▶ _Task objective_: Would you return all of this data exactly, leaving nothing out?
*** Study material ***
//! Cache Statistics Module
//!
//! Tracks cache performance metrics. The hit rate is derived from dedicated
//! hit/miss counters (a plain hits / (hits + misses) ratio), never from
//! entry counts or cumulative access totals.

use serde::Serialize;

// == Cache Stats ==
/// Performance counters and a point-in-time profile of a cache store.
#[derive(Debug, Clone, Default, Serialize)]
pub struct CacheStats {
    /// Number of successful reads
    pub hits: u64,
    /// Number of failed reads (absent or expired)
    pub misses: u64,
    /// Number of entries evicted by the LRU policy
    pub evictions: u64,
    /// Current number of entries
    pub size: usize,
    /// Configured maximum number of entries
    pub max_size: usize,
    /// Entries already past expiry but not yet swept
    pub expired_pending_sweep: usize,
    /// Approximate serialized footprint of the entry map, in bytes
    pub memory_bytes: usize,
    /// Creation timestamp of the oldest entry (Unix ms), if any
    pub oldest_entry: Option<u64>,
    /// Creation timestamp of the newest entry (Unix ms), if any
    pub newest_entry: Option<u64>,
    /// Sum of access counts across current entries
    pub total_accesses: u64,
}

impl CacheStats {
    // == Constructor ==
    /// Creates stats with all counters at zero.
    pub fn new() -> Self {
        Self::default()
    }

    // == Hit Rate ==
    /// Returns hits / (hits + misses), or 0.0 before any read.
    pub fn hit_rate(&self) -> f64 {
        let total = self.hits + self.misses;
        if total == 0 {
            0.0
        } else {
            self.hits as f64 / total as f64
        }
    }

    // == Record Hit ==
    /// Increments the hit counter.
    pub fn record_hit(&mut self) {
        self.hits += 1;
    }

    // == Record Miss ==
    /// Increments the miss counter.
    pub fn record_miss(&mut self) {
        self.misses += 1;
    }

    // == Record Eviction ==
    /// Increments the eviction counter.
    pub fn record_eviction(&mut self) {
        self.evictions += 1;
    }
}

// == Global Stats ==
/// Aggregate of every cache registered with a
/// [`CacheRegistry`](crate::cache::CacheRegistry).
#[derive(Debug, Clone, Default, Serialize)]
pub struct GlobalStats {
    /// Number of registered caches
    pub cache_count: usize,
    /// Sum of entry counts
    pub total_size: usize,
    /// Sum of hit counters
    pub total_hits: u64,
    /// Sum of miss counters
    pub total_misses: u64,
    /// Sum of approximate footprints, in bytes
    pub total_memory_bytes: usize,
    /// Unweighted mean of per-cache hit rates
    pub average_hit_rate: f64,
}

// == Unit Tests ==
#[cfg(test)]
mod tests {
    use super::*;

    #[test]
    fn test_stats_new() {
        let stats = CacheStats::new();
        assert_eq!(stats.hits, 0);
        assert_eq!(stats.misses, 0);
        assert_eq!(stats.evictions, 0);
        assert_eq!(stats.size, 0);
    }

    #[test]
    fn test_hit_rate_no_requests() {
        let stats = CacheStats::new();
        assert_eq!(stats.hit_rate(), 0.0);
    }

    #[test]
    fn test_hit_rate_all_hits() {
        let mut stats = CacheStats::new();
        stats.record_hit();
        stats.record_hit();
        assert_eq!(stats.hit_rate(), 1.0);
    }

    #[test]
    fn test_hit_rate_mixed() {
        let mut stats = CacheStats::new();
        stats.record_hit();
        stats.record_miss();
        assert_eq!(stats.hit_rate(), 0.5);
    }

    #[test]
    fn test_hit_rate_bounded_under_heavy_reuse() {
        // Re-reading few keys many times must never push the rate past 1.0
        let mut stats = CacheStats::new();
        for _ in 0..1000 {
            stats.record_hit();
        }
        stats.record_miss();
        assert!(stats.hit_rate() <= 1.0);
    }

    #[test]
    fn test_record_eviction() {
        let mut stats = CacheStats::new();
        stats.record_eviction();
        stats.record_eviction();
        assert_eq!(stats.evictions, 2);
    }
}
*** End of Study material ***
▶ _Exercise result_:
//! Cache Statistics Module
//!
//! Tracks cache performance metrics. The hit rate is derived from dedicated
//! hit/miss counters (a plain hits / (hits + misses) ratio), never from
//! entry counts or cumulative access totals.

use serde::Serialize;

// == Cache Stats ==
/// Performance counters and a point-in-time profile of a cache store.
#[derive(Debug, Clone, Default, Serialize)]
pub struct CacheStats {
    /// Number of successful reads
    pub hits: u64,
    /// Number of failed reads (absent or expired)
    pub misses: u64,
    /// Number of entries evicted by the LRU policy
    pub evictions: u64,
    /// Current number of entries
    pub size: usize,
    /// Configured maximum number of entries
    pub max_size: usize,
    /// Entries already past expiry but not yet swept
    pub expired_pending_sweep: usize,
    /// Approximate serialized footprint of the entry map, in bytes
    pub memory_bytes: usize,
    /// Creation timestamp of the oldest entry (Unix ms), if any
    pub oldest_entry: Option<u64>,
    /// Creation timestamp of the newest entry (Unix ms), if any
    pub newest_entry: Option<u64>,
    /// Sum of access counts across current entries
    pub total_accesses: u64,
}

impl CacheStats {
    // == Constructor ==
    /// Creates stats with all counters at zero.
    pub fn new() -> Self {
        Self::default()
    }

    // == Hit Rate ==
    /// Returns hits / (hits + misses), or 0.0 before any read.
    pub fn hit_rate(&self) -> f64 {
        let total = self.hits + self.misses;
        if total == 0 {
            0.0
        } else {
            self.hits as f64 / total as f64
        }
    }

    // == Record Hit ==
    /// Increments the hit counter.
    pub fn record_hit(&mut self) {
        self.hits += 1;
    }

    // == Record Miss ==
    /// Increments the miss counter.
    pub fn record_miss(&mut self) {
        self.misses += 1;
    }

    // == Record Eviction ==
    /// Increments the eviction counter.
    pub fn record_eviction(&mut self) {
        self.evictions += 1;
    }
}

// == Global Stats ==
/// Aggregate of every cache registered with a
/// [`CacheRegistry`](crate::cache::CacheRegistry).
#[derive(Debug, Clone, Default, Serialize)]
pub struct GlobalStats {
    /// Number of registered caches
    pub cache_count: usize,
    /// Sum of entry counts
    pub total_size: usize,
    /// Sum of hit counters
    pub total_hits: u64,
    /// Sum of miss counters
    pub total_misses: u64,
    /// Sum of approximate footprints, in bytes
    pub total_memory_bytes: usize,
    /// Unweighted mean of per-cache hit rates
    pub average_hit_rate: f64,
}

// == Unit Tests ==
#[cfg(test)]
mod tests {
    use super::*;

    #[test]
    fn test_stats_new() {
        let stats = CacheStats::new();
        assert_eq!(stats.hits, 0);
        assert_eq!(stats.misses, 0);
        assert_eq!(stats.evictions, 0);
        assert_eq!(stats.size, 0);
    }

    #[test]
    fn test_hit_rate_no_requests() {
        let stats = CacheStats::new();
        assert_eq!(stats.hit_rate(), 0.0);
    }

    #[test]
    fn test_hit_rate_all_hits() {
        let mut stats = CacheStats::new();
        stats.record_hit();
        stats.record_hit();
        assert_eq!(stats.hit_rate(), 1.0);
    }

    #[test]
    fn test_hit_rate_mixed() {
        let mut stats = CacheStats::new();
        stats.record_hit();
        stats.record_miss();
        assert_eq!(stats.hit_rate(), 0.5);
    }

    #[test]
    fn test_hit_rate_bounded_under_heavy_reuse() {
        // Re-reading few keys many times must never push the rate past 1.0
        let mut stats = CacheStats::new();
        for _ in 0..1000 {
            stats.record_hit();
        }
        stats.record_miss();
        assert!(stats.hit_rate() <= 1.0);
    }

    #[test]
    fn test_record_eviction() {
        let mut stats = CacheStats::new();
        stats.record_eviction();
        stats.record_eviction();
        assert_eq!(stats.evictions, 2);
    }
}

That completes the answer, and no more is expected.